Task goal
Working from the records below, repeat exactly the lines starting at the line that contains "fn property_key(key: &str)" and ending at the line that contains "pub fn write_to_file(content: &str, path: &Path)", inclusive.

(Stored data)
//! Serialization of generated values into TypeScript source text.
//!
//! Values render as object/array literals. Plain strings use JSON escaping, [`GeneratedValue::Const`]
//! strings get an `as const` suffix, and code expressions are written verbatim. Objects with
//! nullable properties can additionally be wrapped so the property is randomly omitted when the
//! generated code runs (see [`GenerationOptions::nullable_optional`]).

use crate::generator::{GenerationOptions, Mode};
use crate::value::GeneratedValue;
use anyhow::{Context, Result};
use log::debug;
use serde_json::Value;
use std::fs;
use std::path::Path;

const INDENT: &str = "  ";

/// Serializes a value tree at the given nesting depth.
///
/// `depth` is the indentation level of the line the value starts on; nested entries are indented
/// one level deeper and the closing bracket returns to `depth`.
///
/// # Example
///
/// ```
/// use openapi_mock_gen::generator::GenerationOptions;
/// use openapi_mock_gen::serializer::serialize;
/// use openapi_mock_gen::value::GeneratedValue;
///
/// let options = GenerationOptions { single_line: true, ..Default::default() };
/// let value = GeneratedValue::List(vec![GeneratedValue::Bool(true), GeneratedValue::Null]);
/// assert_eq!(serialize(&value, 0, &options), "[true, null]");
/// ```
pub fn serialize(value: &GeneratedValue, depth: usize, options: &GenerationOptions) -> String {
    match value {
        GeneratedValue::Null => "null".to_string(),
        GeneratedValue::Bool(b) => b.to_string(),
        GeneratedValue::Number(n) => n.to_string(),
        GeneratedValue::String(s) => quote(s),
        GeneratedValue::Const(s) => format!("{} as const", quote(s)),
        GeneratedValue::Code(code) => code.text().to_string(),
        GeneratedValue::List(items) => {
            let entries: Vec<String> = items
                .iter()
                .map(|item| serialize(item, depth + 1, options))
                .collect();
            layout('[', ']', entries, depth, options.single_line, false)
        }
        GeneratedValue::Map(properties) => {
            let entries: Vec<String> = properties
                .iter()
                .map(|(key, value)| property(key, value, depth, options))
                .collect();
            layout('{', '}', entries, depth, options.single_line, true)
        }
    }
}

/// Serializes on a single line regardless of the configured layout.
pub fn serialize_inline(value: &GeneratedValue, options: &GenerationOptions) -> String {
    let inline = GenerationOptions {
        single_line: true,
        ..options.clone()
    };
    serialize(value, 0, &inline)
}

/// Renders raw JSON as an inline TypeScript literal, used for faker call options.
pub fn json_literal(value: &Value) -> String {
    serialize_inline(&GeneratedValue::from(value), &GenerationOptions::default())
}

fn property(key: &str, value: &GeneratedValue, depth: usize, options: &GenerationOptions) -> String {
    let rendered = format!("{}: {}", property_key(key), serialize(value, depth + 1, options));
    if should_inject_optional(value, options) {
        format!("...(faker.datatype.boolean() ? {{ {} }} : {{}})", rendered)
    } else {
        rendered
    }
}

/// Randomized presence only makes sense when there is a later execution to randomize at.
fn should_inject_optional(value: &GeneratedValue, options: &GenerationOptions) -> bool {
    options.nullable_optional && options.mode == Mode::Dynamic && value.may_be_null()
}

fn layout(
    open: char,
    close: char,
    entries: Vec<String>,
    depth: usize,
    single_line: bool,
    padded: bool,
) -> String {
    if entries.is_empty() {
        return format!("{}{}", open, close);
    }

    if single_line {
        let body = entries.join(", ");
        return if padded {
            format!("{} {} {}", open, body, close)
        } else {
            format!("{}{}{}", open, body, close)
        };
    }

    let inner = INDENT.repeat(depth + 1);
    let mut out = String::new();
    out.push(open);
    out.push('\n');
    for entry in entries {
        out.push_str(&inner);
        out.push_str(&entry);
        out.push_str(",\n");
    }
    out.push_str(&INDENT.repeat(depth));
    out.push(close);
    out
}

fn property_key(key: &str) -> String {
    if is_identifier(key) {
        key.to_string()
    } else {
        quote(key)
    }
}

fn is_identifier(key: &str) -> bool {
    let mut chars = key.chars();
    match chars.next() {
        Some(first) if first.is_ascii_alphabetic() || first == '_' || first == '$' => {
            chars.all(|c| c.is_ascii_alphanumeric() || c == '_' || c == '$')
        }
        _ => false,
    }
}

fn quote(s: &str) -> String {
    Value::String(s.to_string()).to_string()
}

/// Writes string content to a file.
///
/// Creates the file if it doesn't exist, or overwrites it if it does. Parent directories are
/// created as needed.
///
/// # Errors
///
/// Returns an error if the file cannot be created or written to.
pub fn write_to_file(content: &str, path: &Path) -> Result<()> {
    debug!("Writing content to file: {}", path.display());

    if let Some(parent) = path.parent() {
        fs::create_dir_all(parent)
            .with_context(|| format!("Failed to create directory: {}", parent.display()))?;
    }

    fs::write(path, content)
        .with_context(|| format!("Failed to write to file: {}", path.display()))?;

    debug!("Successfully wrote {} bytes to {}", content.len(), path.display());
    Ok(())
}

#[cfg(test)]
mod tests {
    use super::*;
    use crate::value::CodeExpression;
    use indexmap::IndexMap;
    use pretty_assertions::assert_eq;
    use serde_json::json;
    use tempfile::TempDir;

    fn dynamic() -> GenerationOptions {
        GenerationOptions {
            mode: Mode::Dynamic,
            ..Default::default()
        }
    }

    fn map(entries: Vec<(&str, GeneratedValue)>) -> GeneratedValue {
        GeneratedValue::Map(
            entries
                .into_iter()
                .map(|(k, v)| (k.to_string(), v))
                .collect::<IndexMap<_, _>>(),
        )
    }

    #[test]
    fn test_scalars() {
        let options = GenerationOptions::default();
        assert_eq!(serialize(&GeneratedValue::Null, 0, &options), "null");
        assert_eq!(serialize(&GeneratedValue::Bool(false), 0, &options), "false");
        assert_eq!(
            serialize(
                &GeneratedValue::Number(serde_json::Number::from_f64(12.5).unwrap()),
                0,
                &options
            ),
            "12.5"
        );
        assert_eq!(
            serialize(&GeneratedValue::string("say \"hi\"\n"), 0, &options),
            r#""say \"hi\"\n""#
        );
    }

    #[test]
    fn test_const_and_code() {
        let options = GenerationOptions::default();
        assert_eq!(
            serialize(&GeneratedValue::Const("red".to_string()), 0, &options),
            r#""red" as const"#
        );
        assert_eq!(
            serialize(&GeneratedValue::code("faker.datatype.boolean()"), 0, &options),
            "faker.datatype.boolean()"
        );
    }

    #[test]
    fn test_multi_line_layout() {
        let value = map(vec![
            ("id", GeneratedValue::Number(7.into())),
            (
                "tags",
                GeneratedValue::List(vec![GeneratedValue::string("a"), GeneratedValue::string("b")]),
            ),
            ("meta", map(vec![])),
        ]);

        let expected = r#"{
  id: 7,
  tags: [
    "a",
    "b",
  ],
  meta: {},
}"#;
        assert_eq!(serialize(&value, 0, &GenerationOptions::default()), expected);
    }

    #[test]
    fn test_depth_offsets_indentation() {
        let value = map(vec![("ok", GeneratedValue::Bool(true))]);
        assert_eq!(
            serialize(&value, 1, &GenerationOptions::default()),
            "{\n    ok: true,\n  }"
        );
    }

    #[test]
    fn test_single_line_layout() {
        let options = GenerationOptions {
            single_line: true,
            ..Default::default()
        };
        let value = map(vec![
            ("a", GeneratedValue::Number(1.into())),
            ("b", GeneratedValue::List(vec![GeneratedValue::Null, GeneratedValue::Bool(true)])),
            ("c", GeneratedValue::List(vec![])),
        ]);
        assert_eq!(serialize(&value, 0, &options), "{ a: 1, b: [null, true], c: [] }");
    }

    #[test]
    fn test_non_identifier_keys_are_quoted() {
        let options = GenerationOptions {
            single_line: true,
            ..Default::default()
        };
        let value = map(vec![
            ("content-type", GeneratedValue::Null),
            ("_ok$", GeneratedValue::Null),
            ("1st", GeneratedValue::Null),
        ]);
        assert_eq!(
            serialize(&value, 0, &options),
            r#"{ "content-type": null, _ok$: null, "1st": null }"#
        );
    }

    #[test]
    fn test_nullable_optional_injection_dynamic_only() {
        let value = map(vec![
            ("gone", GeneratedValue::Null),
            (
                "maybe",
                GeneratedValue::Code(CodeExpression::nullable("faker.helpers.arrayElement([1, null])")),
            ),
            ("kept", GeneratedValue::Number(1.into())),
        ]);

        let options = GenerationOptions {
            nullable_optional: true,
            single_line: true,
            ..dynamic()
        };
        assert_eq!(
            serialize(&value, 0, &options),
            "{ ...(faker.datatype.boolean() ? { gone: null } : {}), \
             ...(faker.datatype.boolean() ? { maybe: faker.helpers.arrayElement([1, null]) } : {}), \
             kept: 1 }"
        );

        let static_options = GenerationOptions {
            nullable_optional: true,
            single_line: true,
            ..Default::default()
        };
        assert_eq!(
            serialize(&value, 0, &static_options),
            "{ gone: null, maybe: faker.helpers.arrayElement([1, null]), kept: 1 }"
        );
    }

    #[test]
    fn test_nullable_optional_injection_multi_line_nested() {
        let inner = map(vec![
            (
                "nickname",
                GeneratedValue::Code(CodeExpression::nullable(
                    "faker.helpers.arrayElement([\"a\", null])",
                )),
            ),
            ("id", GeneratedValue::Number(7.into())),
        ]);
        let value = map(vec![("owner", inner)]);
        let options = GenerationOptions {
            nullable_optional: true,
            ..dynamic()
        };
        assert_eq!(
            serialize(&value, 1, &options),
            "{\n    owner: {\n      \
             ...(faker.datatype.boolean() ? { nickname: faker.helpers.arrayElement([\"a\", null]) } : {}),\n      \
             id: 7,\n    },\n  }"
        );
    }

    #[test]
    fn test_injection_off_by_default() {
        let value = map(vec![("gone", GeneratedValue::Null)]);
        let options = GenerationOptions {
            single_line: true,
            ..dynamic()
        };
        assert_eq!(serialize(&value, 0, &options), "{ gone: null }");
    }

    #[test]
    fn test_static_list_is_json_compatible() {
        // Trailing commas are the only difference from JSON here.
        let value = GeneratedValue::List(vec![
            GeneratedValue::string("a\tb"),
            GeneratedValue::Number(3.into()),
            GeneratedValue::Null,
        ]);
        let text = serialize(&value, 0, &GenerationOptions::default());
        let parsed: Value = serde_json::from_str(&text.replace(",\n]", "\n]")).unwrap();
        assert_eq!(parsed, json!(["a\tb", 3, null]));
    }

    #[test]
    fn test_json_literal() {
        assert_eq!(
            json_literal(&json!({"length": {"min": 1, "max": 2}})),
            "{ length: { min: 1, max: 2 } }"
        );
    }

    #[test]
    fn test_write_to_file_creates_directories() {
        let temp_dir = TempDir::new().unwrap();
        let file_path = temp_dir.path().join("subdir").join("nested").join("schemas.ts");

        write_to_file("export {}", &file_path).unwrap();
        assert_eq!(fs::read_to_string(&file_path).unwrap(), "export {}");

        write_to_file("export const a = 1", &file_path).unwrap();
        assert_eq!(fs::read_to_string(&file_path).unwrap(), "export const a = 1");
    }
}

Solution to this exercise
fn property_key(key: &str) -> String {
    if is_identifier(key) {
        key.to_string()
    } else {
        quote(key)
    }
}

fn is_identifier(key: &str) -> bool {
    let mut chars = key.chars();
    match chars.next() {
        Some(first) if first.is_ascii_alphabetic() || first == '_' || first == '$' => {
            chars.all(|c| c.is_ascii_alphanumeric() || c == '_' || c == '$')
        }
        _ => false,
    }
}

fn quote(s: &str) -> String {
    Value::String(s.to_string()).to_string()
}

/// Writes string content to a file.
///
/// Creates the file if it doesn't exist, or overwrites it if it does. Parent directories are
/// created as needed.
///
/// # Errors
///
/// Returns an error if the file cannot be created or written to.
pub fn write_to_file(content: &str, path: &Path) -> Result<()> {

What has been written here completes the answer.